* Assignment:
Word for word, reproduce each entry.

------ Provided information ------

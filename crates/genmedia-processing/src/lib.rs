//! Genmedia Processing Library
//!
//! Local, provider-independent media work: sanitizing untrusted text and
//! images, drawing text overlays, encoding storyboard frames as a GIF, and
//! probing basic image metadata.

pub mod animation;
pub mod metadata;
pub mod overlay;
pub mod sanitizer;

pub use animation::{encode_frames, DEFAULT_FRAME_DELAY_MS};
pub use metadata::{inspect_image, ImageMetadata};
pub use overlay::{apply_text_overlay, load_font, TextOverlay};
pub use sanitizer::{sanitize_image, sanitize_text, NEUTRALIZED_MARKER};

// Re-exported so callers can hold a font without depending on ab_glyph.
pub use ab_glyph::FontArc;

------

* Written solution:
filename crates/genmedia-processing/src/lib.rs
//! Genmedia Processing Library
//!
//! Local, provider-independent media work: sanitizing untrusted text and
//! images, drawing text overlays, encoding storyboard frames as a GIF, and
//! probing basic image metadata.

pub mod animation;
pub mod metadata;
pub mod overlay;
pub mod sanitizer;

pub use animation::{encode_frames, DEFAULT_FRAME_DELAY_MS};
pub use metadata::{inspect_image, ImageMetadata};
pub use overlay::{apply_text_overlay, load_font, TextOverlay};
pub use sanitizer::{sanitize_image, sanitize_text, NEUTRALIZED_MARKER};

// Re-exported so callers can hold a font without depending on ab_glyph.
pub use ab_glyph::FontArc;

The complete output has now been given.